Überrascht wirkende, lachende und schreiende ältere Kinder bei einer Kissenschlacht. Sie
halten inne, verstummen, sehen plötzlich aus wie versteinert. Erschrocken schließe ich
schnell wieder die Tür und laufe zurück in mein Zimmer. Gehe den Flur entlang auf der
Suche nach einem Klo. Auf dem Zimmer zurück fordert irgendwann eine Frau mit Nachdruck
von mir, dass ich ihr sagen solle, auf welchem Klo ich war. Kann ich nicht. Sie greift nach
meiner Hand und zieht mich, wie ich damals fand, etwas zu schnell und ruppig, über den Flur
hinter sich her.
Eine jüngere, blonde Frau kommt in mein Zimmer. Sie hat eine Kiste mit kleinen bunten
Holzteilen (Tiere, Klötze ) bei sich, schüttet sie auf dem Klapptisch meines
Nachttischschränkchens aus, setzt sich aufs Bett zu mir und spielt mit mir. Den ganzen Rest
meines Aufenthaltes habe ich, leider vergebens, darauf gewartet, dass sie nochmal
wiederkommen würde.
Am Tag meiner Entlassung bringen meine Eltern die Mutter meines Vaters mit. Ich lerne sie
zum ersten Mal kennen, weil sie weiter weg wohnt. Meine Eltern bringen einen kleinen
Karton mit Plastikbausteinen mit.
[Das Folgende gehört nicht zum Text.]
//! JSON-lines renderer

use super::types::{RenderMessage, Renderer};
use crate::error::{Error, Result};
use crate::pagination::Page;
use crate::types::Brewery;
use std::io::Write;

/// Writes one [`RenderMessage`] per line
#[derive(Debug)]
pub struct JsonRenderer<W: Write> {
    out: W,
}

impl<W: Write> JsonRenderer<W> {
    pub fn new(out: W) -> Self {
        Self { out }
    }

    /// Consume the renderer, returning the sink
    pub fn into_inner(self) -> W {
        self.out
    }

    fn emit(&mut self, message: &RenderMessage<'_>) -> Result<()> {
        let mut line = serde_json::to_vec(message)
            .map_err(|e| Error::render(format!("Failed to encode message: {e}")))?;
        line.push(b'\n');
        self.out
            .write_all(&line)
            .and_then(|()| self.out.flush())
            .map_err(|e| Error::render(format!("Failed to write output: {e}")))
    }
}

impl<W: Write> Renderer for JsonRenderer<W> {
    fn loading(&mut self, active: bool) -> Result<()> {
        self.emit(&RenderMessage::Loading { active })
    }

    fn results(&mut self, label: &str, page: Page<'_, Brewery>) -> Result<()> {
        self.emit(&RenderMessage::results(label, page))
    }

    fn detail(&mut self, brewery: &Brewery) -> Result<()> {
        self.emit(&RenderMessage::detail(brewery))
    }

    fn close_detail(&mut self) -> Result<()> {
        self.emit(&RenderMessage::CloseDetail)
    }

    fn error(&mut self, error: &Error) -> Result<()> {
        self.emit(&RenderMessage::error(error))
    }

    fn message(&mut self, text: &str) -> Result<()> {
        self.emit(&RenderMessage::Message { text })
    }
}
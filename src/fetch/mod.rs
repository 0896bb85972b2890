//! Directory fetch module
//!
//! One remote call per search or browse action.
//!
//! # Overview
//!
//! The fetch module provides:
//! - `BreweryFetcher` - the async seam the session talks to
//! - `OpenBreweryClient` - the Open Brewery DB implementation
//!
//! Every failure (transport, HTTP status, undecodable body) is surfaced as
//! [`Error::Fetch`](crate::Error::Fetch), except an unknown id which becomes
//! [`Error::BreweryNotFound`](crate::Error::BreweryNotFound).

mod client;
mod types;

pub use client::OpenBreweryClient;
pub use types::{normalize_query, BreweryFetcher, MAX_PER_PAGE, MAX_RANDOM_SIZE};
//! Tests for the HTTP client module

use super::*;
use crate::error::{Error, Result};
use crate::types::BackoffType;
use serde_json::{json, Value};
use std::time::Duration;
use test_case::test_case;
use wiremock::matchers::{header, method, path, query_param};
use wiremock::{Mock, MockServer, ResponseTemplate};

fn client_for(server: &MockServer, max_retries: u32) -> HttpClient {
    let config = HttpClientConfig::builder()
        .base_url(format!("{}/breweries", server.uri()))
        .max_retries(max_retries)
        .backoff(
            BackoffType::Constant,
            Duration::from_millis(10),
            Duration::from_secs(1),
        )
        .rate_limit(None)
        .build();
    HttpClient::with_config(config).unwrap()
}

fn backoff_client(backoff_type: BackoffType) -> HttpClient {
    let config = HttpClientConfig::builder()
        .backoff(
            backoff_type,
            Duration::from_millis(100),
            Duration::from_millis(500),
        )
        .rate_limit(None)
        .build();
    HttpClient::with_config(config).unwrap()
}

// ============================================================================
// Configuration
// ============================================================================

#[test]
fn test_http_client_config_default() {
    let config = HttpClientConfig::default();
    assert_eq!(config.timeout, Duration::from_secs(30));
    assert_eq!(config.max_retries, 3);
    assert_eq!(config.backoff_type, BackoffType::Exponential);
    assert!(config.base_url.is_none());
    assert!(config.rate_limit.is_some());
    assert!(config.user_agent.starts_with("brewery-browser/"));
}

#[test]
fn test_request_config_keeps_query_order() {
    let request = RequestConfig::new()
        .query("query", "dog_fish")
        .query("per_page", "25");

    assert_eq!(
        request.query,
        vec![
            ("query".to_string(), "dog_fish".to_string()),
            ("per_page".to_string(), "25".to_string()),
        ]
    );
}

#[test_case(BackoffType::Constant, &[100, 100, 100] ; "constant")]
#[test_case(BackoffType::Linear, &[100, 200, 300, 400, 500, 500] ; "linear capped")]
#[test_case(BackoffType::Exponential, &[100, 200, 400, 500, 500] ; "exponential capped")]
fn test_calculate_backoff(backoff_type: BackoffType, expected_ms: &[u64]) {
    let client = backoff_client(backoff_type);
    for (attempt, expected) in expected_ms.iter().enumerate() {
        assert_eq!(
            client.calculate_backoff(attempt as u32),
            Duration::from_millis(*expected),
            "attempt {attempt}"
        );
    }
}

#[test]
fn test_calculate_backoff_huge_attempt_saturates() {
    let client = backoff_client(BackoffType::Exponential);
    assert_eq!(client.calculate_backoff(u32::MAX), Duration::from_millis(500));
}

// ============================================================================
// URLs
// ============================================================================

#[test_case("abc-123", "/v1/breweries/abc-123" ; "plain id")]
#[test_case("a/b?c#d", "/v1/breweries/a%2Fb%3Fc%23d" ; "reserved characters")]
#[test_case("two words", "/v1/breweries/two%20words" ; "space")]
fn test_segment_url_encodes_one_segment(segment: &str, expected_path: &str) {
    let config = HttpClientConfig::builder()
        .base_url("https://api.openbrewerydb.org/v1/breweries/")
        .rate_limit(None)
        .build();
    let client = HttpClient::with_config(config).unwrap();

    let url = url::Url::parse(&client.segment_url(segment).unwrap()).unwrap();
    assert_eq!(url.path(), expected_path);
    assert!(url.query().is_none());
    assert!(url.fragment().is_none());
}

#[test]
fn test_segment_url_requires_base() {
    let config = HttpClientConfig::builder().rate_limit(None).build();
    let client = HttpClient::with_config(config).unwrap();
    assert!(matches!(client.segment_url("x"), Err(Error::Config { .. })));
}

// ============================================================================
// Requests
// ============================================================================

#[tokio::test]
async fn test_get_json_sends_query_and_default_headers() {
    let mock_server = MockServer::start().await;

    Mock::given(method("GET"))
        .and(path("/breweries/search"))
        .and(query_param("query", "dog"))
        .and(query_param("per_page", "3"))
        .and(header("Accept", "application/json"))
        .respond_with(ResponseTemplate::new(200).set_body_json(json!([
            {"id": "1", "name": "Dog Brewing"}
        ])))
        .expect(1)
        .mount(&mock_server)
        .await;

    let config = HttpClientConfig::builder()
        .base_url(format!("{}/breweries", mock_server.uri()))
        .header("Accept", "application/json")
        .rate_limit(None)
        .build();
    let client = HttpClient::with_config(config).unwrap();

    let data: Value = client
        .get_json(
            "search",
            &RequestConfig::new().query("query", "dog").query("per_page", "3"),
        )
        .await
        .unwrap();

    assert_eq!(data[0]["name"], "Dog Brewing");
}

#[tokio::test]
async fn test_malformed_json_is_decode_error() {
    let mock_server = MockServer::start().await;

    Mock::given(method("GET"))
        .and(path("/breweries/random"))
        .respond_with(ResponseTemplate::new(200).set_body_string("<html>oops</html>"))
        .mount(&mock_server)
        .await;

    let client = client_for(&mock_server, 0);
    let result: Result<Value> = client.get_json("random", &RequestConfig::new()).await;

    assert!(matches!(result, Err(Error::Decode { .. })));
}

#[tokio::test]
async fn test_client_error_is_not_retried() {
    let mock_server = MockServer::start().await;

    Mock::given(method("GET"))
        .and(path("/breweries/missing"))
        .respond_with(ResponseTemplate::new(404).set_body_string("Not found"))
        .expect(1)
        .mount(&mock_server)
        .await;

    let client = client_for(&mock_server, 3);
    let err = client
        .get_json::<Value>("missing", &RequestConfig::new())
        .await
        .unwrap_err();

    assert!(matches!(err, Error::HttpStatus { status: 404, ref body } if body == "Not found"));
}

#[tokio::test]
async fn test_retry_on_500_then_succeed() {
    let mock_server = MockServer::start().await;

    Mock::given(method("GET"))
        .and(path("/breweries/random"))
        .respond_with(ResponseTemplate::new(500))
        .up_to_n_times(2)
        .mount(&mock_server)
        .await;

    Mock::given(method("GET"))
        .and(path("/breweries/random"))
        .respond_with(ResponseTemplate::new(200).set_body_json(json!([])))
        .mount(&mock_server)
        .await;

    let client = client_for(&mock_server, 3);
    let data: Value = client
        .get_json("random", &RequestConfig::new())
        .await
        .unwrap();

    assert_eq!(data, json!([]));
}

#[tokio::test]
async fn test_429_waits_for_retry_after() {
    let mock_server = MockServer::start().await;

    Mock::given(method("GET"))
        .and(path("/breweries/random"))
        .respond_with(
            ResponseTemplate::new(429)
                .insert_header("retry-after", "0")
                .set_body_string("Rate limited"),
        )
        .up_to_n_times(1)
        .mount(&mock_server)
        .await;

    Mock::given(method("GET"))
        .and(path("/breweries/random"))
        .respond_with(ResponseTemplate::new(200).set_body_json(json!([])))
        .mount(&mock_server)
        .await;

    let client = client_for(&mock_server, 1);
    let result: Result<Value> = client.get_json("random", &RequestConfig::new()).await;

    assert!(result.is_ok());
}

#[tokio::test]
async fn test_429_without_retries_is_rate_limited() {
    let mock_server = MockServer::start().await;

    Mock::given(method("GET"))
        .and(path("/breweries/random"))
        .respond_with(ResponseTemplate::new(429).insert_header("retry-after", "7"))
        .expect(1)
        .mount(&mock_server)
        .await;

    let client = client_for(&mock_server, 0);
    let err = client
        .get_json::<Value>("random", &RequestConfig::new())
        .await
        .unwrap_err();

    assert!(matches!(
        err,
        Error::RateLimited {
            retry_after_seconds: 7
        }
    ));
}

#[tokio::test]
async fn test_retries_exhausted_returns_last_status() {
    let mock_server = MockServer::start().await;

    Mock::given(method("GET"))
        .and(path("/breweries/random"))
        .respond_with(ResponseTemplate::new(503).set_body_string("Unavailable"))
        .expect(3)
        .mount(&mock_server)
        .await;

    let client = client_for(&mock_server, 2);
    let err = client
        .get_json::<Value>("random", &RequestConfig::new())
        .await
        .unwrap_err();

    assert!(matches!(err, Error::HttpStatus { status: 503, .. }));
}

#[tokio::test]
async fn test_rate_limited_client_still_serves_requests() {
    let mock_server = MockServer::start().await;

    Mock::given(method("GET"))
        .and(path("/breweries/random"))
        .respond_with(ResponseTemplate::new(200).set_body_json(json!([])))
        .expect(3)
        .mount(&mock_server)
        .await;

    let config = HttpClientConfig::builder()
        .base_url(format!("{}/breweries", mock_server.uri()))
        .rate_limit(Some(RateLimiterConfig::new(100, 10)))
        .build();
    let client = HttpClient::with_config(config).unwrap();
    assert!(format!("{client:?}").contains("has_rate_limiter: true"));

    for _ in 0..3 {
        let data: Value = client
            .get_json("random", &RequestConfig::new())
            .await
            .unwrap();
        assert_eq!(data, json!([]));
    }
}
Meine Großmutter sitzt auf meinem Bett, während meine
Eltern noch irgendetwas erledigen müssen und ich weiß, dass wir jetzt alle zusammen nach
Hause fahren werden.
Im Sommer des gleichen Jahres wurde ich dann vom Kinderarzt mit der Diagnose
Untergewicht auf eine 6 wöchige Kinderkur nach Wüstensachsen (Rhön) geschickt.